It was a scene that would have been worth the price of admission: Bob McCurry, the blunt-spoken executive vice president of Toyota Motor Sales U.S.A. looking at the initial designs for the 1992 Camry and demanding that Toyota make changes.
It was 1989, a year after the first-generation Camry had gone into production in Georgetown, Ky., and just before the Lexus brand was to launch. The Japanese executives were confident about their performance in the United States to that point — but then they had to face some tough talk from their top U.S. executive.
McCurry wanted a vehicle suited to American tastes, not the traditional low-key Japan-sized model he saw in the designs. There is no explicit record of what the Japanese had to say about McCurry's forceful way of making demands — a dramatic departure from the way things typically were done in Japan. Yoshio Ishizaka, senior vice president and chief coordinating officer of Toyota Motor Sales U.S.A. at the time, says only: "Some were very much offended by McCurry's comments. Americans like a big car. Always, American opinion is the bigger, the better. That's a very simplified argument."

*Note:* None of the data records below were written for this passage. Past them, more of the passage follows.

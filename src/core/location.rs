//! # Location
//!
//! The address bar the navigation store reads from and writes to.
//!
//! In a browser this would be `window.location.hash` plus the history
//! stack. [`MemoryHistory`] is the in-process version: it keeps the entry
//! list, moves a cursor on back/forward, and queues one change
//! notification per entry change, the way `hashchange` fires after the
//! hash is written.
//!
//! ```text
//! entries:  #home   #products?category=NEET   #cart
//!                                               ▲
//!                                             cursor
//! back()    → cursor moves left, change queued
//! set(...)  → forward entries dropped, new entry pushed, change queued
//! ```

use chrono::{DateTime, Utc};
use log::debug;

/// Read/write access to the current location fragment.
pub trait Location {
    /// Current fragment, including the leading `#` when one is set.
    fn fragment(&self) -> String;

    /// Replace the current fragment. Implementations that keep history
    /// push a new entry.
    fn set_fragment(&mut self, fragment: &str);
}

/// One visited location.
#[derive(Debug, Clone, PartialEq)]
pub struct HistoryEntry {
    pub fragment: String,
    pub visited_at: DateTime<Utc>,
}

/// In-memory browser history with `hashchange`-style notifications.
#[derive(Debug)]
pub struct MemoryHistory {
    entries: Vec<HistoryEntry>,
    cursor: usize,
    pending_changes: usize,
    limit: Option<usize>,
}

impl MemoryHistory {
    /// Starts with a single entry at `initial`.
    pub fn new(initial: &str) -> Self {
        Self {
            entries: vec![HistoryEntry {
                fragment: normalize(initial),
                visited_at: Utc::now(),
            }],
            cursor: 0,
            pending_changes: 0,
            limit: None,
        }
    }

    /// Caps the number of kept entries; the oldest are evicted first.
    /// A limit of zero is treated as one.
    pub fn with_limit(mut self, limit: usize) -> Self {
        self.limit = Some(limit.max(1));
        self.enforce_limit();
        self
    }

    pub fn entries(&self) -> &[HistoryEntry] {
        &self.entries
    }

    pub fn cursor(&self) -> usize {
        self.cursor
    }

    pub fn can_go_back(&self) -> bool {
        self.cursor > 0
    }

    pub fn can_go_forward(&self) -> bool {
        self.cursor + 1 < self.entries.len()
    }

    /// Step one entry back. Returns `false` when already at the oldest entry.
    pub fn back(&mut self) -> bool {
        if !self.can_go_back() {
            return false;
        }
        self.go(self.cursor - 1)
    }

    /// Step one entry forward. Returns `false` at the newest entry.
    pub fn forward(&mut self) -> bool {
        if !self.can_go_forward() {
            return false;
        }
        self.go(self.cursor + 1)
    }

    /// Jump to an entry by index without altering the entry list.
    pub fn go(&mut self, index: usize) -> bool {
        if index >= self.entries.len() || index == self.cursor {
            return false;
        }
        let previous = self.current_fragment().to_string();
        self.cursor = index;
        debug!("History moved to entry {} ({})", index, self.current_fragment());
        if previous != self.current_fragment() {
            self.pending_changes += 1;
        }
        true
    }

    /// Number of change notifications not yet delivered.
    pub fn pending_changes(&self) -> usize {
        self.pending_changes
    }

    /// Consume one pending change notification, if any.
    pub fn take_change(&mut self) -> bool {
        if self.pending_changes == 0 {
            return false;
        }
        self.pending_changes -= 1;
        true
    }

    fn current_fragment(&self) -> &str {
        &self.entries[self.cursor].fragment
    }

    fn enforce_limit(&mut self) {
        let Some(limit) = self.limit else {
            return;
        };
        if self.entries.len() > limit {
            let excess = self.entries.len() - limit;
            self.entries.drain(..excess);
            self.cursor = self.cursor.saturating_sub(excess);
        }
    }
}

impl Default for MemoryHistory {
    fn default() -> Self {
        Self::new("")
    }
}

impl Location for MemoryHistory {
    fn fragment(&self) -> String {
        self.current_fragment().to_string()
    }

    fn set_fragment(&mut self, fragment: &str) {
        let fragment = normalize(fragment);
        // An identical hash produces no entry and no notification.
        if fragment == self.current_fragment() {
            return;
        }
        self.entries.truncate(self.cursor + 1);
        self.entries.push(HistoryEntry {
            fragment,
            visited_at: Utc::now(),
        });
        self.cursor = self.entries.len() - 1;
        self.enforce_limit();
        self.pending_changes += 1;
    }
}

/// Store fragments with exactly one leading `#`, or empty.
fn normalize(fragment: &str) -> String {
    let bare = fragment.strip_prefix('#').unwrap_or(fragment);
    if bare.is_empty() {
        String::new()
    } else {
        format!("#{}", bare)
    }
}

McCurry later told the Los Angeles Times that he didn't think his direct approach really bothered the Japanese. "I'm a dealer-oriented guy," McCurry told the paper, "and that was a new arena for them. The aggressiveness didn't bother them. They learned a new mode of operating, and I think they respected that."
The Japanese staff might have gotten used to McCurry's style, but the push and pull over the Camry took its toll.
"We really stressed out the chief engineer," says Chris Hostetter, 52, vice president of advanced product strategy and product planning at Toyota Motor Sales U.S.A. "I think we worked him into a heart attack or a stroke or something. We dragged these guys out and took them on dealer visits and midnight focus groups. Then we'd grind them on the concept back at headquarters."